Scenario: Suppose there is a projectile traveling in two-dimensional space. It is currently at point $(p_x, p_y)$ and has velocity $(v_x, v_y)$. It can accelerate in any direction but the magnitude of its acceleration must be $m$.
Goal: I want to find out what acceleration $(a_x, a_y)$ will cause its trajectory to go through the origin.
Work so far: I have the following system of three equations, with three unknowns $a_x$, $a_y$, and $t$: $$\frac{1}{2}a_xt^2+v_xt+p_x=0$$ $$\frac{1}{2}a_yt^2+v_yt+p_y=0$$ $$a_x^2+a_y^2=m^2$$ The first two come from integrating each respective component of acceleration twice with respect to time and setting the result equal to 0. The last one is from the requirement that the magnitude of its acceleration be a constant $m$.

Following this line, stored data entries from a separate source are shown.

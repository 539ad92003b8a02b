use chrono::{DateTime, Utc};
use serde::{Deserialize, Serialize};
use utoipa::{IntoParams, ToSchema};
use uuid::Uuid;

use crate::error::{ItemError, ItemResult};

pub const DEFAULT_PAGE: u64 = 1;
pub const DEFAULT_LIMIT: u64 = 10;

/// Item entity - the managed record
#[derive(Debug, Clone, PartialEq, Eq, Serialize, Deserialize, ToSchema)]
#[serde(rename_all = "camelCase")]
pub struct Item {
    /// Unique identifier (UUIDv7, assigned on insert)
    pub id: Uuid,
    pub name: String,
    pub description: String,
    /// Creation timestamp, immutable
    pub created_at: DateTime<Utc>,
}

impl Item {
    /// New item with a fresh time-ordered id, stamped now.
    pub fn new(name: String, description: String) -> Self {
        Self {
            id: Uuid::now_v7(),
            name,
            description,
            created_at: Utc::now(),
        }
    }
}

/// DTO for creating a new item
///
/// Both fields are required by the store; absent ones are passed through
/// and rejected there.
#[derive(Debug, Clone, Default, PartialEq, Eq, Serialize, Deserialize, ToSchema)]
pub struct CreateItem {
    #[schema(example = "Widget")]
    pub name: Option<String>,
    #[schema(example = "A small part")]
    pub description: Option<String>,
}

/// DTO for replacing an item's name and description
///
/// Both fields are written; there is no partial update.
#[derive(Debug, Clone, Default, PartialEq, Eq, Serialize, Deserialize, ToSchema)]
pub struct UpdateItem {
    #[schema(example = "Widget2")]
    pub name: Option<String>,
    #[schema(example = "A small part")]
    pub description: Option<String>,
}

/// Extract both required fields, naming the first one missing.
pub(crate) fn required_fields(
    name: Option<String>,
    description: Option<String>,
) -> ItemResult<(String, String)> {
    let name = name.ok_or(ItemError::MissingField("name"))?;
    let description = description.ok_or(ItemError::MissingField("description"))?;
    Ok((name, description))
}

/// Substring filters for listing. `None` means "no constraint".
#[derive(Debug, Clone, Default, PartialEq, Eq)]
pub struct ItemFilter {
    pub name: Option<String>,
    pub description: Option<String>,
}

impl ItemFilter {
    /// Empty strings are treated as absent.
    pub fn new(name: Option<String>, description: Option<String>) -> Self {
        Self {
            name: name.filter(|s| !s.is_empty()),
            description: description.filter(|s| !s.is_empty()),
        }
    }

    /// Case-insensitive containment on every present field.
    pub fn matches(&self, item: &Item) -> bool {
        fn contains(haystack: &str, needle: &Option<String>) -> bool {
            needle
                .as_ref()
                .is_none_or(|n| haystack.to_lowercase().contains(&n.to_lowercase()))
        }

        contains(&item.name, &self.name) && contains(&item.description, &self.description)
    }
}

/// Query string of the list endpoint
///
/// `page` and `limit` arrive as text and are checked by [`ListItemsQuery::pagination`].
#[derive(Debug, Clone, Default, Deserialize, IntoParams)]
#[into_params(parameter_in = Query)]
pub struct ListItemsQuery {
    /// 1-based page number (default 1)
    #[param(value_type = Option<u64>, minimum = 1, example = 1)]
    pub page: Option<String>,
    /// Page size (default 10)
    #[param(value_type = Option<u64>, minimum = 1, example = 10)]
    pub limit: Option<String>,
    /// Case-insensitive substring of the name
    pub name: Option<String>,
    /// Case-insensitive substring of the description
    pub description: Option<String>,
}

impl ListItemsQuery {
    pub fn pagination(&self) -> ItemResult<Pagination> {
        Ok(Pagination {
            page: parse_positive("page", self.page.as_deref(), DEFAULT_PAGE)?,
            limit: parse_positive("limit", self.limit.as_deref(), DEFAULT_LIMIT)?,
        })
    }

    pub fn filter(&self) -> ItemFilter {
        ItemFilter::new(self.name.clone(), self.description.clone())
    }
}

fn parse_positive(key: &str, raw: Option<&str>, default: u64) -> ItemResult<u64> {
    match raw.map(str::trim) {
        None | Some("") => Ok(default),
        Some(value) => value
            .parse::<u64>()
            .ok()
            .filter(|n| *n > 0)
            .ok_or_else(|| {
                ItemError::InvalidPagination(format!(
                    "'{}' must be a positive integer, got '{}'",
                    key, value
                ))
            }),
    }
}

#[derive(Debug, Clone, Copy, PartialEq, Eq)]
pub struct Pagination {
    pub page: u64,
    pub limit: u64,
}

impl Pagination {
    /// Rows to skip: `(page - 1) * limit`
    pub fn offset(&self) -> u64 {
        (self.page - 1).saturating_mul(self.limit)
    }

    /// `ceil(total / limit)`
    pub fn total_pages(&self, total_items: u64) -> u64 {
        total_items.div_ceil(self.limit)
    }
}

/// One page of the list endpoint
#[derive(Debug, Clone, PartialEq, Eq, Serialize, Deserialize, ToSchema)]
#[serde(rename_all = "camelCase")]
pub struct ItemPage {
    pub items: Vec<Item>,
    /// Matching records across all pages
    pub total_items: u64,
    pub total_pages: u64,
    pub current_page: u64,
}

If I solve the third equation for $a_y$ in terms of $a_x$, I get:
$$a_y = \sqrt{m^2 - a_x^2}$$
If I solve the second equation for $t$ in terms of $a_y$, I get:
$$t = \frac{-v_y + \sqrt{v_y^2 - 2p_ya_y}}{a_y}$$
Composing these provides $t$ in terms of $a_x$:
$$t = \frac{-v_y + \sqrt{v_y^2 - 2p_y\sqrt{m^2-a_x^2}}}{\sqrt{m^2-a_x^2}}$$
I can then set this equal to the first equation solved for $t$ in terms of $a_x$:
$$\frac{-v_y + \sqrt{v_y^2 - 2p_y\sqrt{m^2-a_x^2}}}{\sqrt{m^2-a_x^2}} = \frac{-v_x + \sqrt{v_x^2 - 2p_xa_x}}{a_x}$$
And here I am stuck. I have one equation with unknown, $a_x$, but I cannot get any computer algebra system to solve for $a_x$. I can't proceed from here using this approach, but I can't think of any other way to approach the problem, either.

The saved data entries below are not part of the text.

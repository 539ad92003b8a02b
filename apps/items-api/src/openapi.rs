//! OpenAPI documentation configuration

use utoipa::OpenApi;

/// Combined OpenAPI documentation for Items API
///
/// The server URL is filled in at startup from the configured API prefix.
#[derive(OpenApi)]
#[openapi(
    info(
        title = "Items API",
        version = "0.1.0",
        description = "CRUD API for items backed by PostgreSQL"
    ),
    nest(
        (path = "/items", api = domain_items::ApiDoc)
    ),
    tags(
        (name = "Items", description = "Item management endpoints")
    )
)]
pub struct ApiDoc;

My question: Am I going in the right direction? Is there an easier way to solve it?
I'm afraid the reason that no system can solve for $a_x$ is that the problem leads to a fourth-order equation no matter how you approach it. You could get a polynomial equation from the equation you derived by repeatedly squaring it, but there is indeed a simpler approach.
If you know the magnitude of a vector but not the direction, instead of having two free Cartesian coordinate variables and constraining them with the magnitude, it's often easier to write the vector in polar coordinates, as it leaves you with one less variable and one less constraint. In the present case, you don't really need that though, you can easily get rid of the extra variables: Solve the first equation for $a_x$ and the second for $a_y$ and substitute into the third to obtain
$$ \left(\frac{v_xt+p_x}{\frac12t^2}\right)^2+\left(\frac{v_yt+p_y}{\frac12t^2}\right)^2=m^2\;, $$
and thus
$$ t^4=\frac4{m^2}\left((v_xt+p_x)^2+(v_yt+p_y)^2\right)\;. $$
This is a fourth-order equation for $t^4$, and I doubt that you can avoid solving at least one of those to solve the problem.